The royal houses of Europe obviously decided long ago to close ranks on the subject of the “family” malady. The authors (a combination of historians and microbiologists) were repeatedly refused access to papers and medical samples. But they have easily traced the symptoms of the disorder down through Queen Victoria, to her children and grandchildren, all the way to Princess Margaret. Only Prince William of Gloucester (a grandson of George V) made no secret of his diagnosis of porphyria, which manifested itself after he took chloroquine to prevent malaria in Africa.

Unfolding like a detective story, the book makes fascinating reading, even if you don’t suffer from porphyria. The royal families’ secrecy on this subject is unfortunate, since they could help to publicize the truth about a disorder that has become associated in the popular mind with madness, werewolves and vampires. The disorder is actually far more common than was previously thought. Unfortunately, most American doctors are woefully unfamiliar with porphyria, and most people don’t know they have it until they take something that almost kills them.

Wednesday, November 01, 2006

A Halloween without the Children


After spending the last couple of days at the endless task of Putting Stuff Away, I’m chaining myself to my desk and getting back to work on THE ARCHANGEL PROJECT. I always find it difficult to get back into a book when I’ve been away from it for a while.

We didn’t have many kids come around last night for Trick or Treat.
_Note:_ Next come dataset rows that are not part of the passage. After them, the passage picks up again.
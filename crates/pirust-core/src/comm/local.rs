use crossbeam::channel::{bounded, Receiver, Sender};

use super::Communicator;
use crate::{PiError, PiResult};

/// Factory for an in-process group of ranks.
///
/// Ranks are connected as a binomial tree: rank `r > 0` reports to
/// `r & (r - 1)` (its index with the lowest set bit cleared), so the root
/// receives `⌈log2(size)⌉` messages and the combination order is fixed.
pub struct LocalGroup;

impl LocalGroup {
    /// Creates `size` connected ranks, in rank order.
    ///
    /// Each returned [`LocalRank`] is meant to be moved onto its own thread.
    pub fn create(size: usize) -> Vec<LocalRank> {
        let size = size.max(1);
        let mut ranks: Vec<LocalRank> = (0..size)
            .map(|rank| LocalRank {
                rank,
                size,
                parent: None,
                children: Vec::new(),
            })
            .collect();

        // Children are attached in increasing rank order, which is also the
        // order of the tree levels they join at.
        for rank in 1..size {
            let (tx, rx) = bounded(1);
            ranks[rank].parent = Some(tx);
            ranks[rank & (rank - 1)].children.push((rank, rx));
        }
        ranks
    }
}

/// One member of a [`LocalGroup`].
pub struct LocalRank {
    rank: usize,
    size: usize,
    parent: Option<Sender<Vec<u8>>>,
    children: Vec<(usize, Receiver<Vec<u8>>)>,
}

impl Communicator for LocalRank {
    fn rank(&self) -> usize {
        self.rank
    }

    fn size(&self) -> usize {
        self.size
    }

    fn reduce_to_root<F>(&mut self, payload: Vec<u8>, combine: F) -> PiResult<Option<Vec<u8>>>
    where
        F: Fn(&[u8], &[u8]) -> PiResult<Vec<u8>> + Sync,
    {
        let mut acc = payload;
        for (child, rx) in &self.children {
            let theirs = rx.recv().map_err(|_| {
                PiError::Transport(format!("rank {child} left before contributing"))
            })?;
            acc = combine(&acc, &theirs)?;
        }

        match &self.parent {
            Some(tx) => {
                tx.send(acc).map_err(|_| {
                    PiError::Transport(format!("rank {} could not reach its parent", self.rank))
                })?;
                Ok(None)
            }
            None => Ok(Some(acc)),
        }
    }
}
I guess the scattering of FEMA trailers and PODS put most people off. Which is a shame, because some of the people in the neighborhood obviously get into Halloween in a big way, filling their yards with all kinds of holiday-themed junk. I managed to get my blackbird scarecrow up, and Danielle dragged the witch silhouette out of the hall closet (no small feat, since the closet is stuffed with building materials), but that was about it for us. Of course, there aren’t that many kids whose families have come back to the neighborhood, so that doubtless cut down on the traffic.